| Task statement |
Search the material for the word "from" and report each line where it turns up.

━━ Records for processing

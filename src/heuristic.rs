//! Manhattan-distance heuristic.
//!
//! The estimate is the sum, over tiles 1..=15, of each tile's row and column
//! distance from its goal cell. Every unit of that distance needs at least one
//! move, and a move shifts a single tile by one cell, so the estimate never
//! overestimates and changes by at most one per move.

use crate::board::{to_coordinates, Board, CoordTable};

/// The target arrangement together with its coordinate table, converted once
/// so each heuristic evaluation only converts the candidate state.
#[derive(Clone, Debug)]
pub struct Goal {
    board: Board,
    table: CoordTable,
}

impl Goal {
    pub fn new(board: Board) -> Self {
        Self {
            board,
            table: to_coordinates(&board),
        }
    }

    #[inline]
    pub fn board(&self) -> &Board {
        &self.board
    }

    #[inline]
    pub fn is_goal(&self, state: &Board) -> bool {
        *state == self.board
    }

    /// Manhattan distance of a state, given as a coordinate table, from the goal.
    #[inline]
    pub fn distance(&self, table: &CoordTable) -> u32 {
        manhattan_tables(table, &self.table)
    }
}

/// Sum of Manhattan distances between two coordinate tables, blank excluded.
#[inline]
pub fn manhattan_tables(state: &CoordTable, goal: &CoordTable) -> u32 {
    state[1..]
        .iter()
        .zip(&goal[1..])
        .map(|(&(row, col), &(goal_row, goal_col))| {
            u32::from(row.abs_diff(goal_row)) + u32::from(col.abs_diff(goal_col))
        })
        .sum()
}

/// Sum of Manhattan distances of tiles 1..=15 between `state` and `goal`.
pub fn manhattan(state: &Board, goal: &Board) -> u32 {
    manhattan_tables(&to_coordinates(state), &to_coordinates(goal))
}
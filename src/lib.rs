//! 15-Puzzle Solver Library
//!
//! Finds a sequence of blank moves turning one 4x4 sliding-tile arrangement
//! into another with best-first search ordered by `f = g + h`, where `h` is
//! the Manhattan-distance sum of the tiles.

pub mod board;
pub mod error;
pub mod expand;
pub mod frontier;
pub mod heuristic;
pub mod moves;
pub mod node;
pub mod persistence;
pub mod search;
pub mod solution;

pub use board::Board;
pub use error::PuzzleError;
pub use frontier::TieBreak;
pub use moves::Direction;
pub use search::{solve, SearchConfig, SearchOutcome};
pub use solution::Solution;

/// Solves a parsed puzzle file, turning every outcome without a goal node
/// into [`PuzzleError::NoSolution`].
pub fn solve_pair(
    input: &persistence::PuzzleInput,
    config: &SearchConfig,
) -> Result<Solution, PuzzleError> {
    solve(&input.initial, &input.goal, config).into_solution()
}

━━━━

| Task solution |
//! distance from its goal cell. Every unit of that distance needs at least one
    /// Manhattan distance of a state, given as a coordinate table, from the goal.
            u32::from(row.abs_diff(goal_row)) + u32::from(col.abs_diff(goal_col))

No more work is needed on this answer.